If you “choiced” your children into a Central Valley school this year, and they make it past the magic day, you will never have to go through the paperwork again.
Children from outside a school’s normal attendance boundaries who choose to attend that school, and who made it past the official cutoff date of Oct. 15, become residents of their chosen school. They can stay in that elementary school until it’s time for junior high. Then they may attend the junior high and high school attended by children from their chosen school. That’s true today and has been since the choice law passed the Legislature several years ago.
But no more, after this year.
The Central Valley School Board decided this week that choice students will have to apply year by year. The 400 or so children currently enrolled in Central Valley’s elementary schools under the state’s choice law will be grandfathered in under the old policy. The new policy will kick in next year.

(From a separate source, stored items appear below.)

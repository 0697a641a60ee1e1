use clap::{ArgAction, Parser};
use std::path::PathBuf;

/// SAML response reader
#[derive(Parser, Debug)]
#[command(
    name = "saml_reader",
    version,
    about = "Decode and diagnose SAML responses",
    long_about = "Reads a SAML response as base64, raw XML, or from a HAR capture of the \
                  login flow, parses it with progressively more lenient parsers, and reports \
                  the identity provider values, signing certificate, and any problems found.",
    after_help = "\
EXAMPLES:
  saml_reader response.xml                 Read raw XML from a file
  saml_reader -t base64 --clip             Read base64 from the clipboard
  pbpaste | saml_reader -t base64 --stdin  Read base64 from a pipe
  saml_reader -t har login.har --json      Extract from a HAR capture, print JSON

EXIT CODES:
  0  SAML response parsed
  1  Input read, but no usable SAML response (see errors)
  2  Tool failure (e.g., file not found, invalid input)

DEFAULTS:
  Defaults for --type, --json, --no-color and --verbose can be set in a
  .samlreaderrc TOML file in the current directory or $HOME."
)]
pub struct Cli {
    /// File containing the input data
    #[arg(value_name = "PATH", conflicts_with_all = ["stdin", "clip"])]
    pub path: Option<PathBuf>,

    /// Read input from stdin (the default when no PATH is given)
    #[arg(long, conflicts_with = "clip")]
    pub stdin: bool,

    /// Read input from the system clipboard
    #[arg(long)]
    pub clip: bool,

    /// Input data type: base64, xml or har [default: xml]
    #[arg(short = 't', long = "type", value_name = "TYPE")]
    pub input_type: Option<String>,

    /// Output the report as JSON
    #[arg(long)]
    pub json: bool,

    /// Disable colored output
    #[arg(long)]
    pub no_color: bool,

    /// Log parser decisions to stderr (-vv for trace)
    #[arg(short, long, action = ArgAction::Count)]
    pub verbose: u8,
}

The news did not bring any joy to Sami Perry, a mother who helped bring the issue to the district’s attention in the first place.
The Perry family lives within the current boundaries for Chester Elementary School.
Perry’s son, a second-grader at Chester Elementary School, is among dozens of children who will shift from Chester to Ponderosa Elementary School. The change is coming because boundary lines were redrawn for the new Liberty Lake Elementary School.
“Do we take our chances annually (choicing him) with Chester? Or do we place him in Ponderosa?” Perry mused.
When new boundary lines were proposed last year, Perry and other parents wanted their children to stay at Chester. But the number of students who had gained permanent seats at Chester by choicing in made it unlikely that there would be room for Perry’s son.
“We as a group had a lot to do with this. We lost the boundary, then we got booted out of our school,” Perry said. “Now we can choice them, but we have no guarantee.”
During discussion of the issue at the school board’s meeting on Monday, board member Cynthia McMullen suggested giving resident status to those children who are choiced into schools because of day care.
She was outvoted, 4-1, on the idea.
Ninety-five percent of the primary students who are enrolled under the choice law are there because of day care, said Carol Peterson, director of elementary education.